Self‑Hosting: Full Control, More Responsibility

Self‑hosting means you run the software on your own infrastructure—your server, your data, your rules.

  • No price surprises – No one can double your fees, kill the product, or lock you out.
  • Update control – You decide when (or if) to apply updates.
  • Data ownership – Your data stays where you choose, subject to your own compliance requirements.
  • Open‑source guarantees – The code is auditable; if the original developer stops working on the project, the community can fork and maintain it.

When Self‑Hosting Shines

  • Regulated environments – Healthcare, public sector, and other industries often require auditability and compliance that closed‑source SaaS can’t provide.
  • Long‑term stability – If you plan to run the signage for years, the upfront time investment can pay off compared to ongoing subscription costs.

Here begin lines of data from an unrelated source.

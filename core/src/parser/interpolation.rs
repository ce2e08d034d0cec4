//! Splitting interpolated string literals into literal and expression parts.
//!
//! The lexer keeps the raw text of an interpolated string. Here it is split
//! again with the same escape and brace tracking the lexer used; each
//! expression run is lexed from its own buffer, its tokens are moved back
//! into the outer buffer's coordinates, and a nested parser turns them into
//! an expression.

use super::*;

/// Byte range of one run inside the raw string body.
#[derive(Debug, Clone, Copy, PartialEq, Eq)]
enum Run {
    Literal(usize, usize),
    /// Excludes the surrounding braces.
    Expression(usize, usize),
}

fn split_runs(raw: &str) -> Vec<Run> {
    let mut runs = Vec::new();
    let mut run_start = 0;
    let mut depth = 0usize;
    let mut escaped = false;

    for (index, ch) in raw.char_indices() {
        match ch {
            '{' if !escaped => {
                if depth == 0 {
                    runs.push(Run::Literal(run_start, index));
                    run_start = index + 1;
                }
                depth += 1;
                continue;
            }
            '}' if depth > 0 => {
                depth -= 1;
                if depth == 0 {
                    runs.push(Run::Expression(run_start, index));
                    run_start = index + 1;
                }
                continue;
            }
            '\\' => {
                escaped = !escaped;
                continue;
            }
            _ => {}
        }
        escaped = false;
    }

    runs.push(Run::Literal(run_start, raw.len()));
    runs
}

impl Parser {
    pub(super) fn parse_interpolated_string(&mut self) -> PassResult<Expr> {
        let token = self.expect_token(TokenKind::InterpolatedStringLiteral)?;
        let Some(LiteralValue::Str(raw)) = token.value.clone() else {
            return Err(self.error(token.span, "Interpolated string literal has no text"));
        };

        // Body offsets are relative to the character after the opening quote.
        let base = token.span.start + 1;
        let mut parts = Vec::new();
        let mut failed = false;

        for run in split_runs(&raw) {
            match run {
                Run::Literal(start, end) => {
                    if start == end {
                        continue;
                    }

                    let span = Span::new(base + start, base + end);
                    match literals::unescape(&raw[start..end], true) {
                        (text, true) => parts.push(Expr::Token(Token::new(
                            TokenKind::StringLiteral,
                            span,
                            &self.source,
                            Some(LiteralValue::Str(text)),
                        ))),
                        (_, false) => {
                            self.report(span, "Invalid escape sequence in string literal");
                            failed = true;
                        }
                    }
                }
                Run::Expression(start, end) => {
                    let text = &raw[start..end];
                    if text.trim().is_empty() {
                        self.report(
                            Span::new(base + start - 1, base + end + 1),
                            "Empty interpolation in string literal",
                        );
                        failed = true;
                        continue;
                    }

                    match self.parse_embedded_expression(text, base + start) {
                        Some(expr) => parts.push(expr),
                        None => failed = true,
                    }
                }
            }
        }

        if failed {
            return Err(PassFailure::Silent);
        }

        Ok(Expr::InterpolatedString {
            parts,
            span: token.span,
        })
    }

    /// Parse `text`, found at `offset` in this parser's buffer, as one
    /// expression. Diagnostics are merged into this parser.
    fn parse_embedded_expression(&mut self, text: &str, offset: usize) -> Option<Expr> {
        let buffer = Arc::new(SourceBuffer::new(self.source.name(), text));
        let tokens: Vec<FilteredToken> = FilteredLexer::new(buffer)
            .map(|item| FilteredToken {
                token: item.token.rebased(offset, &self.source),
                after_newline: item.after_newline,
            })
            .collect();

        let mut nested = Parser::new(tokens, Arc::clone(&self.source), offset + text.len());
        nested.depth = self.depth;
        let result = nested.parse_expression().and_then(|expr| {
            if nested.is_eof() {
                Ok(expr)
            } else {
                Err(nested.unexpected(&["}"]))
            }
        });

        self.diagnostics.extend(nested.finish());

        match result {
            Ok(expr) => Some(expr),
            Err(failure) => {
                self.record(failure);
                None
            }
        }
    }
}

The Real Costs of Self‑Hosting

  • Initial setup – Someone must install, configure, and secure the server.
  • Ongoing maintenance – Updates, backups, monitoring, and incident response are your responsibility.
  • Skill requirements – Small businesses without technical staff need an employee, freelancer, or managed hosting provider—still a dependency, but one you control.
  • Potential downtime – If your server goes down at 3 am, you (or your hired help) must fix it; there’s no external ticket that automatically resolves the issue.

A well‑documented open‑source project with an active community makes the process far smoother than a poorly maintained one with no docs.

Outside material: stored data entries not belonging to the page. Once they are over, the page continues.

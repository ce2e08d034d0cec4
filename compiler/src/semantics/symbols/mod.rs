//! Scopes, symbols and the two passes that populate them.
//!
//! The collector declares what each file defines; the resolver binds what
//! each file refers to. Both work against one shared `ScopeTree`.

pub mod collector;
pub mod natives;
pub mod resolver;
pub mod scope;
pub mod symbol;

pub use collector::collect;
pub use natives::{NATIVE_TYPES, register_natives};
pub use resolver::resolve;
pub use scope::{DeclarationResult, Scope, ScopeArena, ScopeIdStack, ScopeTree};
pub use symbol::{SourceLocation, Symbol, SymbolKind};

Choosing Between SaaS and Self‑Hosting

FactorSaaSSelf‑Hosting
Time to launchMinutesHours‑to‑days (setup)
Upfront costLowHigher (hardware, labor)
Long‑term costOngoing subscriptionMostly labor/maintenance
Control over dataLimitedFull
Reliance on vendorHighLow (but you rely on yourself/your team)
Compliance needsMay be insufficientEasier to meet with auditability
ScalabilityAutomaticRequires planning

If you need a quick, low‑effort solution for a short campaign, SaaS is usually the better choice. If you require full data control, regulatory compliance, or plan to run the signage for many years, self‑hosting can be more economical—provided you’re willing to invest the necessary time and expertise.

Conclusion

The decision isn’t about price alone; it’s about how much control you’re willing to hand over and to whom. I offer both models because each has its place. Personally, I’d run my own infrastructure—something I can see, touch, and own—not out of ideology but because I’ve seen too many businesses forced to rebuild after a vendor’s decision.

My skepticism about depending on other people’s software decisions goes back to 1992, when I was an enthusiastic OS/2 user. The platform was technically superior to Windows, backed by IBM, and then slowly strangled—partly because it wasn’t profitable enough, partly because Microsoft ensured it wouldn’t survive. Everyone who had built on it had to start over. That experience still informs my choices today.